The Post continues its chronically tendentious language regarding Hamas. It refers in its own voice to Hamas’ “military wing,” “military activities,” and “military training,” but takes care to point out that Hamas is an “Islamist movement that Israel considers a terrorist organization.” Although The Post doesn’t mention it, it’s not only Israel that considers Hamas a terrorist organization. So do the United States, Canada, Australia and the European Union, among others.

Consistently Skewed

Leading up to the exchange, what was the coverage in the Washington Post, Washington Times, and New York Times?

Two days before the exchange of terrorists for bodies, The Washington Times published an article by its Israel correspondent, Joshua Mitnick, headlined “U.N. truce hit; Hezbollah seen stronger; Militants’ rockets triple” (July 15).

One day before the exchange, The Washington Times put a Mitnick dispatch headlined “Israeli general demeans prisoner swap; Sees another Hezbollah win” (July 16), on page one. Retired Brig. Gen. Yosi Tsachor – wounded in the 1979 chase to capture Palestine Liberation Organization terrorist Samir Kuntar, now centerpiece in the Hezbollah exchange – and other Israelis explained why they opposed the deal.

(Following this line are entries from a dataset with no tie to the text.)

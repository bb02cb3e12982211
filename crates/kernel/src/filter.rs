use crate::model::InfraFeature;
use serde::Serialize;

/// Whether `feature` exists in `year`: undated features always do.
#[inline]
pub fn is_delivered_by(feature: &InfraFeature, year: i32) -> bool {
    feature
        .delivery_year()
        .is_none_or(|delivered| delivered <= year)
}

/// Features visible when `year` is selected, in input order.
pub fn delivered_by(features: &[InfraFeature], year: i32) -> Vec<&InfraFeature> {
    features
        .iter()
        .filter(|feature| is_delivered_by(feature, year))
        .collect()
}

/// Bounds of the year slider.
#[derive(Debug, Clone, Copy, PartialEq, Eq, Serialize)]
pub struct YearRange {
    pub min: i32,
    pub max: i32,
}

impl YearRange {
    /// `[min_year, latest delivery year]`. Collapses to `min_year` when no
    /// feature is dated later.
    pub fn from_features(features: &[InfraFeature], min_year: i32) -> Self {
        let latest = features
            .iter()
            .filter_map(InfraFeature::delivery_year)
            .max()
            .unwrap_or(min_year);
        Self {
            min: min_year,
            max: latest.max(min_year),
        }
    }

    pub fn clamp(&self, year: i32) -> i32 {
        year.clamp(self.min, self.max)
    }

    pub fn contains(&self, year: i32) -> bool {
        (self.min..=self.max).contains(&year)
    }
}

The New York Times published on page one an interview with family members of those murdered in the 1979 raid and relatives of Regev and Goldwasser, who at the time did not know for certain that the Israeli soldiers were dead (“Prisoner Deal Reopens an Israeli Wound,” July 16). A color family photograph of the young father and his two daughters killed in the 1979 terrorist attack accompanied the page one coverage.

The Washington Post foreign desk, which sees the Arab-Israeli conflict largely through the reductive, inverting prism of “the Palestinian narrative,” chose not to report such news of and about Israelis.

Eccentric, not informative

In a week in which the Israeli press, and other international outlets also reported on:

• Hezbollah’s increasing build-up on Lebanon, in violation of U.N. Security Council resolutions;

• Mahmoud Abbas and the Palestinian Authority’s desire to hold a “wedding” funeral for Dahlal Mughrabi, PLO leader of the infamous 1978 Coast Road Massacre and whose crimes paralleled those of Kuntar; and

• Arab exaltation of Kuntar contrasted with dignified grief in Israel, The Washington Post had a different concern: the Washington Post‘s July 11 World News lead was a several week late article about a new transit span in the capital, “Jerusalem Bridge Points to a Divide.” The cutline on the accompanying large color photograph summarized Mr. Witte’s dispatch: “The new Chords Bridge, designed to look something like a biblical harp, is a symbol of discord between the ultra-Orthodox and the secular Jewish populations of Jerusalem.”

In other words, at The Washington Post, important news from Israel and its neighbors generally is about the neighbors, especially the Palestinia n Arabs. Israeli Jews are newsworthy on their own generally when they can be shown to be divided, not getting along, even a little ineffectual if not ridiculous.